What to work on. Gather each line in the entries that includes the string "with".

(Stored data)
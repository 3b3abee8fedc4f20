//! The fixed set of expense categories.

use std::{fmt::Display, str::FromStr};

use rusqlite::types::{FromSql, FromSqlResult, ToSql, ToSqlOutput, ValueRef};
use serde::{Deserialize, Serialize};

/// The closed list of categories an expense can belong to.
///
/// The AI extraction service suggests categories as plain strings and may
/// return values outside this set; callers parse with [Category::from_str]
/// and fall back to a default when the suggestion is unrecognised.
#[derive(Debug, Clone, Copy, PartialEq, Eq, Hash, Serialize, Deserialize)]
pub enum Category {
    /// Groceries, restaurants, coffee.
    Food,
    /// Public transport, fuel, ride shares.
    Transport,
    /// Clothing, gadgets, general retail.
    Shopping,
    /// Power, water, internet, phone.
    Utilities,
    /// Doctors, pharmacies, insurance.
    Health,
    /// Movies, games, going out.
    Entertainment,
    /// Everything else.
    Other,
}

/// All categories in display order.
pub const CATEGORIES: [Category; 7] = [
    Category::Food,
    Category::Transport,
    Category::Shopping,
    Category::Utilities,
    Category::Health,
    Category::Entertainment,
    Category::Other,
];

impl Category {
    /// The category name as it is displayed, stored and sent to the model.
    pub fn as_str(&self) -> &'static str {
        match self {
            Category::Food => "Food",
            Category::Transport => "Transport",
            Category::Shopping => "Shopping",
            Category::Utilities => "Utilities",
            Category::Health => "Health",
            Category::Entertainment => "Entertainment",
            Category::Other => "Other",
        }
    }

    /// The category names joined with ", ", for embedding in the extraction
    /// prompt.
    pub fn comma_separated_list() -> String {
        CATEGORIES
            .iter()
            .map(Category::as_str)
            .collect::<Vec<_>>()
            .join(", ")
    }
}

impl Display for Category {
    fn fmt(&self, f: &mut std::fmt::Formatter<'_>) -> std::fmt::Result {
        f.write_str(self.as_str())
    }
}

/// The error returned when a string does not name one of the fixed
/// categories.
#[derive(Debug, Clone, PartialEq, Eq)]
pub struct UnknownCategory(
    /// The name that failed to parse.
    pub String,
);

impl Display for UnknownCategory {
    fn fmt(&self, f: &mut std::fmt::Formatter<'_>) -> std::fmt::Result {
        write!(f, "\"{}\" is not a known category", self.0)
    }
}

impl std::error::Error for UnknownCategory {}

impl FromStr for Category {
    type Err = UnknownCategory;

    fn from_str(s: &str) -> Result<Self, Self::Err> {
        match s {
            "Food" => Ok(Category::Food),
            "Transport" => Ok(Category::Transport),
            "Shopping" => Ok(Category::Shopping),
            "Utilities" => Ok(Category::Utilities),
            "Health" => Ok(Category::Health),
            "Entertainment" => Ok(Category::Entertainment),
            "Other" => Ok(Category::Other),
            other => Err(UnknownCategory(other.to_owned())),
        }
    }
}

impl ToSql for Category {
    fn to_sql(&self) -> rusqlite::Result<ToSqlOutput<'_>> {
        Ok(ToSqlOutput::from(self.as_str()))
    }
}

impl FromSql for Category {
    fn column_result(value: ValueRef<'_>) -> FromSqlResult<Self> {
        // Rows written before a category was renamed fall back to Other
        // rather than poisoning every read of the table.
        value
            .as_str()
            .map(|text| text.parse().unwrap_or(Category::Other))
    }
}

---

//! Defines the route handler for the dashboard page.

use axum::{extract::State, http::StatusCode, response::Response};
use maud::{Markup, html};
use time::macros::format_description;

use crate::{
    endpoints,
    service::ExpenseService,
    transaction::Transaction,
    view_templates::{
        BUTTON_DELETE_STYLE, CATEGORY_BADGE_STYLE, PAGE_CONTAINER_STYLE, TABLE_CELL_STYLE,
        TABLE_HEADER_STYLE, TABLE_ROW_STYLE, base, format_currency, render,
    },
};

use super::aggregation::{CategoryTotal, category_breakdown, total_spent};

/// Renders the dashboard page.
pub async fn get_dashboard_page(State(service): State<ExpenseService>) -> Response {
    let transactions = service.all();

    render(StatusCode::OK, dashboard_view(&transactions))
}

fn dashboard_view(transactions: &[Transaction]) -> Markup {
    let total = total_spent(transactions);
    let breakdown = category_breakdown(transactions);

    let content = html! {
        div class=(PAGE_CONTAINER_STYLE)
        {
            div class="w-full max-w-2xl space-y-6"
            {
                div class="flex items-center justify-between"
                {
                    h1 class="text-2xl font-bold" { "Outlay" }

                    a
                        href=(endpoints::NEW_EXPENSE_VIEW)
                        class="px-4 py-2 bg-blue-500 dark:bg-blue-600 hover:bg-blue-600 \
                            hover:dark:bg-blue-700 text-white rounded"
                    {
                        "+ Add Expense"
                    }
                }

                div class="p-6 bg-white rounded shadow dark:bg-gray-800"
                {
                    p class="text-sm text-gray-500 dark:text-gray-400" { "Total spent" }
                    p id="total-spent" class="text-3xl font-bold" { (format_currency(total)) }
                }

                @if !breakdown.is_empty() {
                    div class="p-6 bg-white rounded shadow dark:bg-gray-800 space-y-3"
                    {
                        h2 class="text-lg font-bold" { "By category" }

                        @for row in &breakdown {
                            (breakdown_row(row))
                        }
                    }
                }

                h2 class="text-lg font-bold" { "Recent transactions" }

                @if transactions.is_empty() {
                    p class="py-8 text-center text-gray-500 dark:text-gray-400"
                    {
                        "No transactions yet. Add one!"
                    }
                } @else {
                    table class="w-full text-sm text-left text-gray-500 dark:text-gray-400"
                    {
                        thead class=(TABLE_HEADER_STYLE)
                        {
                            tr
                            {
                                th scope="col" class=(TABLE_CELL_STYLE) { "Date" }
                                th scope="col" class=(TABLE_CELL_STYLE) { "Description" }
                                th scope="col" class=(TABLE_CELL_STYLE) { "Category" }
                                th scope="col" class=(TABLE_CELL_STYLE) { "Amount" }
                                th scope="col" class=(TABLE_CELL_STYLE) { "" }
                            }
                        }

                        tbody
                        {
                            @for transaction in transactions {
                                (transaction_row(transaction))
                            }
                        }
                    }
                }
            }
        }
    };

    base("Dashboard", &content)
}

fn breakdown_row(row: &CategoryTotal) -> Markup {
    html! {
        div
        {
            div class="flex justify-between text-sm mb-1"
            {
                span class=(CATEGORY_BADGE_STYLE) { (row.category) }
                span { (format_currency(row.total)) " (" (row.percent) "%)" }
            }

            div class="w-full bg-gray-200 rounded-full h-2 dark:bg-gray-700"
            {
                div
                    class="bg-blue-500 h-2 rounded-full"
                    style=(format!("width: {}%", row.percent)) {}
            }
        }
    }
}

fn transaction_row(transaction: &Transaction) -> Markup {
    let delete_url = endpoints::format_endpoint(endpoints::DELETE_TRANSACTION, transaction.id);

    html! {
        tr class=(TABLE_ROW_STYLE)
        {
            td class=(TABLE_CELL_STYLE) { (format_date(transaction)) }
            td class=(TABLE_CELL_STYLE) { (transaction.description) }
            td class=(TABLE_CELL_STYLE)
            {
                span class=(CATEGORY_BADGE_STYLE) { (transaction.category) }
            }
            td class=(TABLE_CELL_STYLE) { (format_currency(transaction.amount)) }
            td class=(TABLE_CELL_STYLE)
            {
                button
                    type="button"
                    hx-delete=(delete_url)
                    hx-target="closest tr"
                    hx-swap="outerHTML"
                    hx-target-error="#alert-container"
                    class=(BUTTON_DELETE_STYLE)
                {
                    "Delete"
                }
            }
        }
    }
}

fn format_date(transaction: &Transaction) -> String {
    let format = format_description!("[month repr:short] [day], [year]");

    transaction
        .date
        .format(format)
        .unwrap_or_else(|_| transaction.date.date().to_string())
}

The answer.
/// return values outside this set; callers parse with [Category::from_str]
    /// The category names joined with ", ", for embedding in the extraction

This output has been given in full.